◆ Problem requirements
Write out, without any change, the lines in the material below that run from the line with "#[derive(Debug, Clone, Serialize)]" through the line with "const MAX_CATEGORIES: usize = 6;", both included.

◆ Data under study
════════════════
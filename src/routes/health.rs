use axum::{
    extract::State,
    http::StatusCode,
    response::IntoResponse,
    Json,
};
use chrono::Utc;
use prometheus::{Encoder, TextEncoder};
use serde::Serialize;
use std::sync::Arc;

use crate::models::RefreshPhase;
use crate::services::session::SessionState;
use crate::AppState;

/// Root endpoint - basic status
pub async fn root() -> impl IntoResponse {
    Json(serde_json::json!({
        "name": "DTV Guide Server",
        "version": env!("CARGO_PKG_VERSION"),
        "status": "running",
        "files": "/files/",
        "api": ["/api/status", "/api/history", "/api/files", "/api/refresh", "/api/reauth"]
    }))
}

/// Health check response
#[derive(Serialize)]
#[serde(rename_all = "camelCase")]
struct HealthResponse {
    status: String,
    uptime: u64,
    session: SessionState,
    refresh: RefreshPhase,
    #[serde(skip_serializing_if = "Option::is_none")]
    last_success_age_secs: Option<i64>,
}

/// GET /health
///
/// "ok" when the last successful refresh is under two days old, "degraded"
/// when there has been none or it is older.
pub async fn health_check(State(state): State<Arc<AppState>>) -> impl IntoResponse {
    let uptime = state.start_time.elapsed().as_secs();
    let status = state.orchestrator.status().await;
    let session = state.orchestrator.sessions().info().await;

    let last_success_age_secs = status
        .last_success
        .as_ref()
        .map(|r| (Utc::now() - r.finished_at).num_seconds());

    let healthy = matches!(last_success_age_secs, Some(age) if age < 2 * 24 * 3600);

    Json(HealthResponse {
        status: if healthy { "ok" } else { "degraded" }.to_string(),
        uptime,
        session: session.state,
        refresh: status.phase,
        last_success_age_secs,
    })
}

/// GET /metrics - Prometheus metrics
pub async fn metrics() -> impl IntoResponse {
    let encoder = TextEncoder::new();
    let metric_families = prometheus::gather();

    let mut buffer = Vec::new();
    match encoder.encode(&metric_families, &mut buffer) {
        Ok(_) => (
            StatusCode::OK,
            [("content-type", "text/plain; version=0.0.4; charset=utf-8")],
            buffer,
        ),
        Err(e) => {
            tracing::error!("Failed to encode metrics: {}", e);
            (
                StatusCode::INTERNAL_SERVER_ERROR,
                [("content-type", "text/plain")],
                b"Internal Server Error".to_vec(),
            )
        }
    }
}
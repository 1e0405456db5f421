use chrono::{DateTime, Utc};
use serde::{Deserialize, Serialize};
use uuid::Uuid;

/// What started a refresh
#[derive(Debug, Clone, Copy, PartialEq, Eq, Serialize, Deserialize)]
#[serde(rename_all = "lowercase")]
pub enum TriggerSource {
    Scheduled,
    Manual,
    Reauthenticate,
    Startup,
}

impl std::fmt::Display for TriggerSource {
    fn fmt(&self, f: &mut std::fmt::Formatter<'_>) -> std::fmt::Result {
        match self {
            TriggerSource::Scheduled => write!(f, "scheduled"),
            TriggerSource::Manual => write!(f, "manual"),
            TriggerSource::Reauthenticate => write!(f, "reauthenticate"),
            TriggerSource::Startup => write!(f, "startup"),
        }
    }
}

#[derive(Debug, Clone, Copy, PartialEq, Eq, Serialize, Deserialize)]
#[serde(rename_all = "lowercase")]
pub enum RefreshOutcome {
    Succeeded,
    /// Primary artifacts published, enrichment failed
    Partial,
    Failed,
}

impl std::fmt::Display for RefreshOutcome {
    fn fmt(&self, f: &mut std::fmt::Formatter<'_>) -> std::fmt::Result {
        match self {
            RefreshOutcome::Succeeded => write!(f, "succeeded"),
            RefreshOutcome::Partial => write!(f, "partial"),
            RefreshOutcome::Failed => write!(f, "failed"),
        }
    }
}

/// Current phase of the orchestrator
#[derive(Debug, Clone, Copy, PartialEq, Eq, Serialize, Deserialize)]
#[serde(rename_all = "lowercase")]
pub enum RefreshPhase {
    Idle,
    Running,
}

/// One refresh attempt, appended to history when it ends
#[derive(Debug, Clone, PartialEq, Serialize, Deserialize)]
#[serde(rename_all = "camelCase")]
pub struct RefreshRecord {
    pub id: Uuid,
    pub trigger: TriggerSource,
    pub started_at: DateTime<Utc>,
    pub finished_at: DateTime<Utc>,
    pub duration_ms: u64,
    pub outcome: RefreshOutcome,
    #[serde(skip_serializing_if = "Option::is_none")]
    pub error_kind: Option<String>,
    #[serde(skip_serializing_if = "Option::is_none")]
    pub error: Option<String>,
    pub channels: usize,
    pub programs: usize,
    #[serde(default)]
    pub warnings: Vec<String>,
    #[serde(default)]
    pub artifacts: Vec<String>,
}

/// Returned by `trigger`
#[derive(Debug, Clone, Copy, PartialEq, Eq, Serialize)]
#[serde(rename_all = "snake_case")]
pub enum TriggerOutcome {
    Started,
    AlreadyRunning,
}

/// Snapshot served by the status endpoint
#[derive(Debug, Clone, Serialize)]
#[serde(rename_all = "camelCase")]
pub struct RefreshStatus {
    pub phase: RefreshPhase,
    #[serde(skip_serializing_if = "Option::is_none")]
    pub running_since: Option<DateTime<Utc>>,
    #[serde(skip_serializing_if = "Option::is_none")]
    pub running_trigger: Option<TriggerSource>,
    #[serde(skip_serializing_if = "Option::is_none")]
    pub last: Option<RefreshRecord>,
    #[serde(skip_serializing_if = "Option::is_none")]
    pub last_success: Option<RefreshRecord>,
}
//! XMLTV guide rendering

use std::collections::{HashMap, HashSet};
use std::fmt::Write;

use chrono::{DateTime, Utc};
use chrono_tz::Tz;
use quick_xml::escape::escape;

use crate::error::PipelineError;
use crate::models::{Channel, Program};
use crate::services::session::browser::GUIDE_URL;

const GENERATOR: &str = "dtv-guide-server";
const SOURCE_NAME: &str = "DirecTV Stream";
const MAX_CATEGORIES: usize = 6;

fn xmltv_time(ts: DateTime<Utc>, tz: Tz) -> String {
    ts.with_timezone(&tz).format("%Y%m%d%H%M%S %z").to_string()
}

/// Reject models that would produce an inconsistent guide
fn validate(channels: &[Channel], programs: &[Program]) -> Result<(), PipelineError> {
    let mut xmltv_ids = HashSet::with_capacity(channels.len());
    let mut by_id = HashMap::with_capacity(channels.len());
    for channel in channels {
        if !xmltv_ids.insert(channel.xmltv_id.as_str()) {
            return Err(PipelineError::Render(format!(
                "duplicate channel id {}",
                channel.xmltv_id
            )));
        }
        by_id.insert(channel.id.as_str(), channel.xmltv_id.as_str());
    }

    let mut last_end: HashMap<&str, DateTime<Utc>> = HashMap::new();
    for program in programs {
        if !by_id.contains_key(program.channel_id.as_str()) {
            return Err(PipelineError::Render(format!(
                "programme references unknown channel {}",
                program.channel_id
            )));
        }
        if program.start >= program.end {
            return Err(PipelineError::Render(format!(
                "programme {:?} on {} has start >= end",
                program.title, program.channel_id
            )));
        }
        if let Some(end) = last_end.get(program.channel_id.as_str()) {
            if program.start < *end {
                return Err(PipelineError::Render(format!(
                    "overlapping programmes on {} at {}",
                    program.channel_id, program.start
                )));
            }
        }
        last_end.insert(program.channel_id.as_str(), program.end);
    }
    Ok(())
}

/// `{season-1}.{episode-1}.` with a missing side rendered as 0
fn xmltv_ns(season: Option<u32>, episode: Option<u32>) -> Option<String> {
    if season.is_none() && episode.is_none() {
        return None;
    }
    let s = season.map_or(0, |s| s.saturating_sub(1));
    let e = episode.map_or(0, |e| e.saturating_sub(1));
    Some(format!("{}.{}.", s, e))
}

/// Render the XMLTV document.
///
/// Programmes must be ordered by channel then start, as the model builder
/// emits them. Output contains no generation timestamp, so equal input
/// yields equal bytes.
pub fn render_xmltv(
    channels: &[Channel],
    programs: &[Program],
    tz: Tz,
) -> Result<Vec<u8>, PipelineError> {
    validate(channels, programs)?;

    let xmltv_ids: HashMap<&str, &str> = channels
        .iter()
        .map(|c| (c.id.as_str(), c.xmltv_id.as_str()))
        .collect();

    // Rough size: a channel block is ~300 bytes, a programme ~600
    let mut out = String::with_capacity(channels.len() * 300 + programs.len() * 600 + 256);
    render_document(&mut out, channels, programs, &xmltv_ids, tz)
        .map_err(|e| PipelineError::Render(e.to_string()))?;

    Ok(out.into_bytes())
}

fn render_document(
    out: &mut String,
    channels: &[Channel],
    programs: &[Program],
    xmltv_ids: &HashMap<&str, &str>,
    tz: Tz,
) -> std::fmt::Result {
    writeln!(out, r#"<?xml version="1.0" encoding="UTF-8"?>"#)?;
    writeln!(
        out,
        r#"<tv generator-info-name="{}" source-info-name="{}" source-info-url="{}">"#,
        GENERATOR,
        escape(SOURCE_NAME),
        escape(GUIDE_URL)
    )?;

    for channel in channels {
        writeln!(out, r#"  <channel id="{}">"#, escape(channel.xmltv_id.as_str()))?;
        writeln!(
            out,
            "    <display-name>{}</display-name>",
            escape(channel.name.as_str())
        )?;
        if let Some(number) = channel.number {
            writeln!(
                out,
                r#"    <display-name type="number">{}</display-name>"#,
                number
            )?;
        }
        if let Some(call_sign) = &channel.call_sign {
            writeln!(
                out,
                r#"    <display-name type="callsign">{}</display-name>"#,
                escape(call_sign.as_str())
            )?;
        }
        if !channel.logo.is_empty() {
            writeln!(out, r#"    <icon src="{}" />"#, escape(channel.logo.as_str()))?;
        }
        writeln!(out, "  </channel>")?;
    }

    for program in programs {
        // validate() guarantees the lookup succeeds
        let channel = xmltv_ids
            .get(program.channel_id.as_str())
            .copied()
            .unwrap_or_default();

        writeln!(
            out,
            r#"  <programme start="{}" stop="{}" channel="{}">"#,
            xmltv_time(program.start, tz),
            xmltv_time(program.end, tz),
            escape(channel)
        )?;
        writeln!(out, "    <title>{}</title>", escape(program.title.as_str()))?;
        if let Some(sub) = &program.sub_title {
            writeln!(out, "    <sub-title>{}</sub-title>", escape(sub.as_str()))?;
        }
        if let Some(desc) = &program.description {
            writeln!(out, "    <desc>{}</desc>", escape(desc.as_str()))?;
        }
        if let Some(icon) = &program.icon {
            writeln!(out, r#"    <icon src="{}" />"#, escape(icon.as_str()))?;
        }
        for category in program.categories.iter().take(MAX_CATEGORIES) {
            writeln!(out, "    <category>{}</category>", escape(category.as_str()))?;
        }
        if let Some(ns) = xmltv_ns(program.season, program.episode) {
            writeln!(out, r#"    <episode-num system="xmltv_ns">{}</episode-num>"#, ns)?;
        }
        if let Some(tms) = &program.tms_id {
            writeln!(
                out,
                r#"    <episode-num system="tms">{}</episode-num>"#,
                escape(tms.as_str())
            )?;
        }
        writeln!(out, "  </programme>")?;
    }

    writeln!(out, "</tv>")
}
════════════════
◆ Solution for this problem
#[derive(Debug, Clone, Serialize)]
#[serde(rename_all = "camelCase")]
pub struct RefreshStatus {
    pub phase: RefreshPhase,
    #[serde(skip_serializing_if = "Option::is_none")]
    pub running_since: Option<DateTime<Utc>>,
    #[serde(skip_serializing_if = "Option::is_none")]
    pub running_trigger: Option<TriggerSource>,
    #[serde(skip_serializing_if = "Option::is_none")]
    pub last: Option<RefreshRecord>,
    #[serde(skip_serializing_if = "Option::is_none")]
    pub last_success: Option<RefreshRecord>,
}
//! XMLTV guide rendering

use std::collections::{HashMap, HashSet};
use std::fmt::Write;

use chrono::{DateTime, Utc};
use chrono_tz::Tz;
use quick_xml::escape::escape;

use crate::error::PipelineError;
use crate::models::{Channel, Program};
use crate::services::session::browser::GUIDE_URL;

const GENERATOR: &str = "dtv-guide-server";
const SOURCE_NAME: &str = "DirecTV Stream";
const MAX_CATEGORIES: usize = 6;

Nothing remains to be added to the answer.